** INFORMATION follows **

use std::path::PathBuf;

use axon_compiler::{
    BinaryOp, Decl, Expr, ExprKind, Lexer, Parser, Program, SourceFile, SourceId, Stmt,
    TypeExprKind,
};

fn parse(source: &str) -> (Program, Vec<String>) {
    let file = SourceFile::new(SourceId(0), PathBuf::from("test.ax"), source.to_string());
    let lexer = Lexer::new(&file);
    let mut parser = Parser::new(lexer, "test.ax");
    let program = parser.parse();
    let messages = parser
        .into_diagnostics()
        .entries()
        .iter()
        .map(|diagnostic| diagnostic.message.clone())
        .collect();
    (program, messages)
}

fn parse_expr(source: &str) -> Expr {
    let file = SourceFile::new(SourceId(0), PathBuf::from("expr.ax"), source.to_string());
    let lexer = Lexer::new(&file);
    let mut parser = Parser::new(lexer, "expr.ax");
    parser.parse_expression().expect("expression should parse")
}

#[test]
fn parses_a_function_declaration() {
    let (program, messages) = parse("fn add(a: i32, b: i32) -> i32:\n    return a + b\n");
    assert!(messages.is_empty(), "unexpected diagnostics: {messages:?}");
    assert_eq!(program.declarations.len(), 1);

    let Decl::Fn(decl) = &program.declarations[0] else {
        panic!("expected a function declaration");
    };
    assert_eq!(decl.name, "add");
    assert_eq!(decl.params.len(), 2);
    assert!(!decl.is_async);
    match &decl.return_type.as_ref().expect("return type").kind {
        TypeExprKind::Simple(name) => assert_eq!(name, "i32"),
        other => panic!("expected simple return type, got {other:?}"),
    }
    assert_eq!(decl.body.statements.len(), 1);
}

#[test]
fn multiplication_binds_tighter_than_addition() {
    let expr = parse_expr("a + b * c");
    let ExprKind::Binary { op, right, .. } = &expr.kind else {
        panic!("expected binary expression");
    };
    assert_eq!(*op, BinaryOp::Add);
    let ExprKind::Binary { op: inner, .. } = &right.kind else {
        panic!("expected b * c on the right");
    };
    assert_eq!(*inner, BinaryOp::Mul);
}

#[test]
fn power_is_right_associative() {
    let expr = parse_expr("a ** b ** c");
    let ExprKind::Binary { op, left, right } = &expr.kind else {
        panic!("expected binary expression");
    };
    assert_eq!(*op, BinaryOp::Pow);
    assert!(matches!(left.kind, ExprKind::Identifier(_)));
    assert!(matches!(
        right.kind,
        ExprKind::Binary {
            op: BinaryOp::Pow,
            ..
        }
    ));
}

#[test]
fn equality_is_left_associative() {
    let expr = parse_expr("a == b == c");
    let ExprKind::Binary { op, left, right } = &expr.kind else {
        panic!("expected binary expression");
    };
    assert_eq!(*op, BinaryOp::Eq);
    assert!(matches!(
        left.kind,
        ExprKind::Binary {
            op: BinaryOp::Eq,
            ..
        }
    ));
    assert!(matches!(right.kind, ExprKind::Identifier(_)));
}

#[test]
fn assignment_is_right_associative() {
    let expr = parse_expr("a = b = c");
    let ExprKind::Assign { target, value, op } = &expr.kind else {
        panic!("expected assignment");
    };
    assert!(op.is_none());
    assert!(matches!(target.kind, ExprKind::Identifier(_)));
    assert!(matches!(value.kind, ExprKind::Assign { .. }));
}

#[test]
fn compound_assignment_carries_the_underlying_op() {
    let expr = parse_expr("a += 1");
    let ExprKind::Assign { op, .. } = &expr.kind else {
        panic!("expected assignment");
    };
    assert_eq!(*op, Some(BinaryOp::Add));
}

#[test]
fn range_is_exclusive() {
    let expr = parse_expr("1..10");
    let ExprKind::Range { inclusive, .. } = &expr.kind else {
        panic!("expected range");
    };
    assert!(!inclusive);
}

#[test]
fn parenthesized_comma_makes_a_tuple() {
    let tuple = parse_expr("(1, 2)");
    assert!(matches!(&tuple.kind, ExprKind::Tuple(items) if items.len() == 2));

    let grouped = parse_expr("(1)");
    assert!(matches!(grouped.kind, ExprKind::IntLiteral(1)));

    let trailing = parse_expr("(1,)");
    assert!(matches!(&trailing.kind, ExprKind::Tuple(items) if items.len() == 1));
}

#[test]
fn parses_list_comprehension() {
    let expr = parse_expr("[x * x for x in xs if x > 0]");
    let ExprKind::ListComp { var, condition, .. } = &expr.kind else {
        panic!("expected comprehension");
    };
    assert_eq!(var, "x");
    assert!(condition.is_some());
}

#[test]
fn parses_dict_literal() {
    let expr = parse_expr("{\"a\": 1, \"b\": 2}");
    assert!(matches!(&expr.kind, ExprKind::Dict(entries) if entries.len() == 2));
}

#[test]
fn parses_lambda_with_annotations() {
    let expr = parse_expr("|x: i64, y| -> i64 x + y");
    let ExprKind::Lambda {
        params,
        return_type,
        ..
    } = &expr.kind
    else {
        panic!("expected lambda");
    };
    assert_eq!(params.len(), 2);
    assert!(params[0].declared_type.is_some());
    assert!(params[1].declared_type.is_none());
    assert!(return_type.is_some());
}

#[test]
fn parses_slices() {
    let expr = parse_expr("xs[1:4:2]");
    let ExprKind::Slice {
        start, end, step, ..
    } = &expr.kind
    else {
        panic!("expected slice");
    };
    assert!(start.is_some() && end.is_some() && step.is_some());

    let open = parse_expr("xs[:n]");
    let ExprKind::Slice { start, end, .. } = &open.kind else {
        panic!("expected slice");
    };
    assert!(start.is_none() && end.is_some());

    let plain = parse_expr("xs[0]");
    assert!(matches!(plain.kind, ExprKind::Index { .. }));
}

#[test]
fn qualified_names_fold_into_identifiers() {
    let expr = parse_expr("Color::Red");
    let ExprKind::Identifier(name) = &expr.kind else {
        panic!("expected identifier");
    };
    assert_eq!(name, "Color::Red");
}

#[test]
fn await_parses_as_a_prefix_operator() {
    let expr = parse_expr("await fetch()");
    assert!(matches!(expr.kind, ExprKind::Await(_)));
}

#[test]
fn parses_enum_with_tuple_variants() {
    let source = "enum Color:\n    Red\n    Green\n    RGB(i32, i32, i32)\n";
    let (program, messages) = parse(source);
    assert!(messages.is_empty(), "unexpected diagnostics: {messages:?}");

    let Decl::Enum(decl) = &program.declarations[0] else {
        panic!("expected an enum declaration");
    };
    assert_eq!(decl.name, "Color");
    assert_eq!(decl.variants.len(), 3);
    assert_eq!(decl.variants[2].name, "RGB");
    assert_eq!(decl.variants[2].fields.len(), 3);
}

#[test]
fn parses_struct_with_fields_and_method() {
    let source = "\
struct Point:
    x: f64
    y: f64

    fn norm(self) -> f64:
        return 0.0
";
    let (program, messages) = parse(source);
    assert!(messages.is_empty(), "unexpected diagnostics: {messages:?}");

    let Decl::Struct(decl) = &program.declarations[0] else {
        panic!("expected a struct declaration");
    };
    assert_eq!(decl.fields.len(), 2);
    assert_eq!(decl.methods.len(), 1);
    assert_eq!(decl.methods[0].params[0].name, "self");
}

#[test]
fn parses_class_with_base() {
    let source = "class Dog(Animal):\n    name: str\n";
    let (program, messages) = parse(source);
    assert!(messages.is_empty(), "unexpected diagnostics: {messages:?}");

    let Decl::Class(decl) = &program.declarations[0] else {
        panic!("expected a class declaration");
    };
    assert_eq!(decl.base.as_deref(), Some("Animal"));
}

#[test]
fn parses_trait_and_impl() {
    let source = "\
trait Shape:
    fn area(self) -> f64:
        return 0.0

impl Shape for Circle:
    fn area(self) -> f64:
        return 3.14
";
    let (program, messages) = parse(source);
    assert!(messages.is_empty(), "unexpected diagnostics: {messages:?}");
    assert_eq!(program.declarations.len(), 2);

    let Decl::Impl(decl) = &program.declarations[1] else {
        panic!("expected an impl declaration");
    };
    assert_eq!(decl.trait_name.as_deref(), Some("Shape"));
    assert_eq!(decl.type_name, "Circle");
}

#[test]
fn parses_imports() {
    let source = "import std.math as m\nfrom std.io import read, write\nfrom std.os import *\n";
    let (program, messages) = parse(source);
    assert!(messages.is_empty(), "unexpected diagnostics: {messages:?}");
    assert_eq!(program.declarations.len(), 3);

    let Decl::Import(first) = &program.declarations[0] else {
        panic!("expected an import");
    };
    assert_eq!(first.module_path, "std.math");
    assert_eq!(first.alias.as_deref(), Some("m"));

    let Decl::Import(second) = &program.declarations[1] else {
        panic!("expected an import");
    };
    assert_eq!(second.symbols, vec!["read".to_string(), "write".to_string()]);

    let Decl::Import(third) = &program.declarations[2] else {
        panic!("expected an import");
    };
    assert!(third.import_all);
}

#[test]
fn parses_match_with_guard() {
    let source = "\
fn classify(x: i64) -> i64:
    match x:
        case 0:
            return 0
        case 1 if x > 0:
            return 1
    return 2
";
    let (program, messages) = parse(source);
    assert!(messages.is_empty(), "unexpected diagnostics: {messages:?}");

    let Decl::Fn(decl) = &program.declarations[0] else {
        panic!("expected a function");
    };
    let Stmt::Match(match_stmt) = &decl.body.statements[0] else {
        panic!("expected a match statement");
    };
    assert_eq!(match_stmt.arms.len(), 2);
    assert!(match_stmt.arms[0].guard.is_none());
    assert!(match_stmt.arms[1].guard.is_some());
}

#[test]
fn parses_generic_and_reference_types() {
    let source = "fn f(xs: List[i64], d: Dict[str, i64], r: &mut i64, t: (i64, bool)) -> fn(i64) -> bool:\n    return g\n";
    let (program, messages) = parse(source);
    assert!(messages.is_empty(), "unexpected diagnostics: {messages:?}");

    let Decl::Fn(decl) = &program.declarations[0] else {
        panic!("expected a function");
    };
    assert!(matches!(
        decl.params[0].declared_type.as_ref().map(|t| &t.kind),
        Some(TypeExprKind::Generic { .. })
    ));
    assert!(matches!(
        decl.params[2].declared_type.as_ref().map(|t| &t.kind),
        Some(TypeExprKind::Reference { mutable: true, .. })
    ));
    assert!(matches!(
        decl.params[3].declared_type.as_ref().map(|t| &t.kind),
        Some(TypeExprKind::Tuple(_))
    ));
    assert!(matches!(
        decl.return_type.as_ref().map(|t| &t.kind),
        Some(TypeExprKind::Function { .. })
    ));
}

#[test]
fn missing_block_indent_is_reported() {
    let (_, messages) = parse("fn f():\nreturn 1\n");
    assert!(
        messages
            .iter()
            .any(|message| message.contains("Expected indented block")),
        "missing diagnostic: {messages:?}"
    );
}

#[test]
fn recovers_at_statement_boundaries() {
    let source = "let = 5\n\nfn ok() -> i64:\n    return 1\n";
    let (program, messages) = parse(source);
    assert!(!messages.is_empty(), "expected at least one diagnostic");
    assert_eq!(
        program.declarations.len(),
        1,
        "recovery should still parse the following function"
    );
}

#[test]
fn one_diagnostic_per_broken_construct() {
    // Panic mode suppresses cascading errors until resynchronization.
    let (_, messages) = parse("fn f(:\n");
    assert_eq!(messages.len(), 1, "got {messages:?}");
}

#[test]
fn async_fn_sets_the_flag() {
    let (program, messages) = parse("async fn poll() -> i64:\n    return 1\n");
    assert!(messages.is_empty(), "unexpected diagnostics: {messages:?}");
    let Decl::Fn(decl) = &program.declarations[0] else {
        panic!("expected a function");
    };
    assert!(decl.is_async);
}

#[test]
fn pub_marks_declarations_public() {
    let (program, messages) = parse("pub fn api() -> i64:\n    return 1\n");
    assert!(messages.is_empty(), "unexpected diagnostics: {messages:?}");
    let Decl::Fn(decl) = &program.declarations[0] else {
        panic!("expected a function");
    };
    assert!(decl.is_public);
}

** End of INFORMATION **

REQUIREMENT: Whenever the string "second" shows up in a line of the entries, copy that line.

TASK SOLUTION:
    let Decl::Import(second) = &program.declarations[1] else {
    assert_eq!(second.symbols, vec!["read".to_string(), "write".to_string()]);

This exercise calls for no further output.